Level: Advanced — Prerequisites: Undergraduate-level signals and systems, linear algebra, basic probability and stochastic processes, and familiarity with control or state-space concepts; MATLAB or numerical computation experience is helpful.
Key Takeaways
- Derive and analyze parameter estimation methods for linear discrete-time models using deterministic and stochastic frameworks.
- Implement and evaluate adaptive prediction and filtering algorithms (gradient and least-squares based) and understand their convergence properties.
- Apply recursive estimation techniques (e.g., RLS/Kalman-style recursions) for online system identification and tracking.
- Design adaptive control laws based on identified models and assess stability/performance tradeoffs in discrete-time adaptive controllers.
- Extend core linear adaptive methods to practical considerations and basic nonlinear/generalization strategies.
Topics Covered
- 1. Introduction and overview of adaptive methods
- 2. Models for discrete-time systems
- 3. Deterministic parameter estimation
- 4. Adaptive prediction (deterministic viewpoint)
- 5. Adaptive control in deterministic systems
- 6. Stochastic models and optimal filtering
- 7. Prediction for stochastic systems
- 8. Parameter estimation for stochastic systems
- 9. Adaptive filtering algorithms and analysis (gradient, least-squares, recursive methods)
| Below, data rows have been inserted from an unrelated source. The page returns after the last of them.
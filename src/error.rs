//! Error types
//!
//! Every error here is a usage error surfaced immediately. Nothing is retried.

use glam::Vec3;
use thiserror::Error;

use crate::sim::{ColliderId, ShapeKind};

/// Errors raised by collider construction, narrow-phase dispatch and the world
#[derive(Error, Debug, Clone, PartialEq)]
pub enum PhysicsError {
    /// Narrow phase invoked on a shape pair with no test
    #[error("Collision between {first} and {second} is not implemented")]
    UnsupportedPair { first: ShapeKind, second: ShapeKind },

    /// Ellipsoids are not supported
    #[error("Sphere size must be uniform on all axes, got {0}")]
    NonUniformSphere(Vec3),

    #[error("Collider size must be positive and finite, got {0}")]
    InvalidSize(Vec3),

    #[error("Mass must be greater than zero, got {0}")]
    InvalidMass(f32),

    #[error("Restitution must be within [0, 1], got {0}")]
    InvalidRestitution(f32),

    #[error("Tick rate must be positive and finite, got {0}")]
    InvalidTickRate(f32),

    #[error("No collider with id {0}")]
    UnknownCollider(ColliderId),

    #[error("No collider ids left in this world")]
    IdsExhausted,
}

/// Errors raised while loading or saving [`crate::WorldSettings`]
#[derive(Error, Debug)]
pub enum SettingsError {
    #[error("IO error: {0}")]
    Io(#[from] std::io::Error),

    #[error("JSON error: {0}")]
    Json(#[from] serde_json::Error),

    #[error("Invalid settings: {0}")]
    Invalid(#[from] PhysicsError),
}

#[cfg(test)]
mod tests {
    use super::*;

    #[test]
    fn test_unsupported_pair_message() {
        let err = PhysicsError::UnsupportedPair {
            first: ShapeKind::Cuboid,
            second: ShapeKind::Sphere,
        };
        assert_eq!(
            err.to_string(),
            "Collision between Cuboid and Sphere is not implemented"
        );
    }
}
//! Collider model
//!
//! A collider is a value type: shape, kinematics and material. The world
//! owns them and mutates them in place every tick.

use std::fmt;

use glam::Vec3;
use serde::{Deserialize, Serialize};

use super::collision::{CollisionResult, collides};
use super::shape::{Axis, Shape, ShapeKind, supports_collision};
use crate::consts::{DEFAULT_MASS, DEFAULT_RESTITUTION};
use crate::error::PhysicsError;

/// Stable collider identifier, assigned by the owning world
#[derive(
    Debug, Clone, Copy, PartialEq, Eq, Hash, PartialOrd, Ord, Default, Serialize, Deserialize,
)]
#[serde(transparent)]
pub struct ColliderId(pub u32);

impl fmt::Display for ColliderId {
    fn fmt(&self, f: &mut fmt::Formatter<'_>) -> fmt::Result {
        write!(f, "#{}", self.0)
    }
}

/// Size argument accepted by the constructors: a scalar or per-axis extent
#[derive(Debug, Clone, Copy, PartialEq)]
pub struct Size(pub Vec3);

impl From<f32> for Size {
    fn from(size: f32) -> Self {
        Size(Vec3::splat(size))
    }
}

impl From<Vec3> for Size {
    fn from(size: Vec3) -> Self {
        Size(size)
    }
}

/// A rigid body with one of the supported shapes
#[derive(Debug, Clone, Copy, PartialEq, Serialize, Deserialize)]
pub struct Collider {
    id: ColliderId,
    shape: Shape,
    pub position: Vec3,
    /// Full extent per axis (diameter for spheres, unused for planes)
    size: Vec3,
    pub velocity: Vec3,
    mass: f32,
    restitution: f32,
    /// Whether gravity accelerates this collider
    pub gravity: bool,
}

impl Collider {
    fn new(shape: Shape, position: Vec3, size: Vec3, velocity: Vec3) -> Self {
        Self {
            id: ColliderId::default(),
            shape,
            position,
            size,
            velocity,
            mass: DEFAULT_MASS,
            restitution: DEFAULT_RESTITUTION,
            gravity: true,
        }
    }

    /// Horizontal plane at the given height
    pub fn plane(height: f32) -> Self {
        Self::plane_on(Axis::Y, height)
    }

    /// Plane perpendicular to `axis`. Planes are immovable by default.
    pub fn plane_on(axis: Axis, height: f32) -> Self {
        let mut plane = Self::new(Shape::Plane { axis }, axis.unit() * height, Vec3::ONE, Vec3::ZERO);
        plane.mass = f32::INFINITY;
        plane.gravity = false;
        plane
    }

    pub fn cuboid(
        position: Vec3,
        size: impl Into<Size>,
        velocity: Vec3,
    ) -> Result<Self, PhysicsError> {
        let Size(size) = size.into();
        validate_size(size)?;
        Ok(Self::new(Shape::Cuboid, position, size, velocity))
    }

    /// Sphere whose size is its diameter. Non-uniform sizes are rejected.
    pub fn sphere(
        position: Vec3,
        size: impl Into<Size>,
        velocity: Vec3,
    ) -> Result<Self, PhysicsError> {
        let Size(size) = size.into();
        validate_size(size)?;
        if size.x != size.y || size.y != size.z {
            return Err(PhysicsError::NonUniformSphere(size));
        }
        Ok(Self::new(Shape::Sphere, position, size, velocity))
    }

    pub fn with_id(mut self, id: ColliderId) -> Self {
        self.id = id;
        self
    }

    /// Set the mass. `f32::INFINITY` makes the collider immovable.
    pub fn with_mass(mut self, mass: f32) -> Result<Self, PhysicsError> {
        if mass.is_nan() || mass <= 0.0 {
            return Err(PhysicsError::InvalidMass(mass));
        }
        self.mass = mass;
        Ok(self)
    }

    pub fn with_restitution(mut self, restitution: f32) -> Result<Self, PhysicsError> {
        if !(0.0..=1.0).contains(&restitution) {
            return Err(PhysicsError::InvalidRestitution(restitution));
        }
        self.restitution = restitution;
        Ok(self)
    }

    pub fn with_gravity(mut self, gravity: bool) -> Self {
        self.gravity = gravity;
        self
    }

    #[inline]
    pub fn id(&self) -> ColliderId {
        self.id
    }

    pub(crate) fn set_id(&mut self, id: ColliderId) {
        self.id = id;
    }

    #[inline]
    pub fn shape(&self) -> Shape {
        self.shape
    }

    #[inline]
    pub fn kind(&self) -> ShapeKind {
        self.shape.kind()
    }

    /// Human-readable type tag
    pub fn name(&self) -> &'static str {
        self.kind().as_str()
    }

    #[inline]
    pub fn size(&self) -> Vec3 {
        self.size
    }

    #[inline]
    pub fn mass(&self) -> f32 {
        self.mass
    }

    #[inline]
    pub fn restitution(&self) -> f32 {
        self.restitution
    }

    /// Half of the full extent on each axis. Planes have no extent.
    pub fn half_extents(&self) -> Vec3 {
        match self.shape {
            Shape::Plane { .. } => Vec3::ZERO,
            Shape::Cuboid | Shape::Sphere => self.size / 2.0,
        }
    }

    #[inline]
    pub fn radius(&self) -> f32 {
        self.size.x / 2.0
    }

    #[inline]
    pub fn speed(&self) -> f32 {
        self.velocity.length()
    }

    /// Returns true if a narrow-phase test exists for this collider's kind and `other`'s
    pub fn supports_collision_with(&self, other: &Collider) -> bool {
        supports_collision(self.kind(), other.kind())
    }

    /// Narrow-phase test against `other`. The normal points from `other` toward `self`.
    pub fn collides_with(&self, other: &Collider) -> Result<CollisionResult, PhysicsError> {
        collides(self, other)
    }
}

fn validate_size(size: Vec3) -> Result<(), PhysicsError> {
    if !size.is_finite() || size.min_element() <= 0.0 {
        return Err(PhysicsError::InvalidSize(size));
    }
    Ok(())
}
//! Kinematic integration
//!
//! Displacement uses the velocity from the start of the step; the new
//! velocity is stored afterward. Changing that order changes results.

use glam::Vec3;

use super::collider::Collider;

/// Predict position and velocity after `dt` without mutating the collider
pub fn predict(collider: &Collider, gravity: Vec3, dt: f32) -> (Vec3, Vec3) {
    let acceleration = if collider.gravity { gravity } else { Vec3::ZERO };

    let initial_velocity = collider.velocity;
    let new_velocity = initial_velocity + acceleration * dt;
    let distance = initial_velocity * dt + acceleration * (dt * dt / 2.0);

    (collider.position + distance, new_velocity)
}

/// Advance a collider by one step of `dt` under `gravity`
pub fn integrate(collider: &mut Collider, gravity: Vec3, dt: f32) {
    let (position, velocity) = predict(collider, gravity, dt);
    collider.position = position;
    collider.velocity = velocity;
}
- 10. Adaptive prediction and stochastic adaptive control
- 11. Convergence, stability and performance analysis
- 12. Extensions to nonlinear systems and practical issues
- 13. Numerical and implementation considerations, examples and case studies
Languages, Platforms & Tools
How It Compares
Covers similar ground to Haykin's 'Adaptive Filter Theory' but with stronger emphasis on prediction, system identification and control; complements Sayed's 'Fundamentals of Adaptive Filtering' which is more modern and algorithm-focused.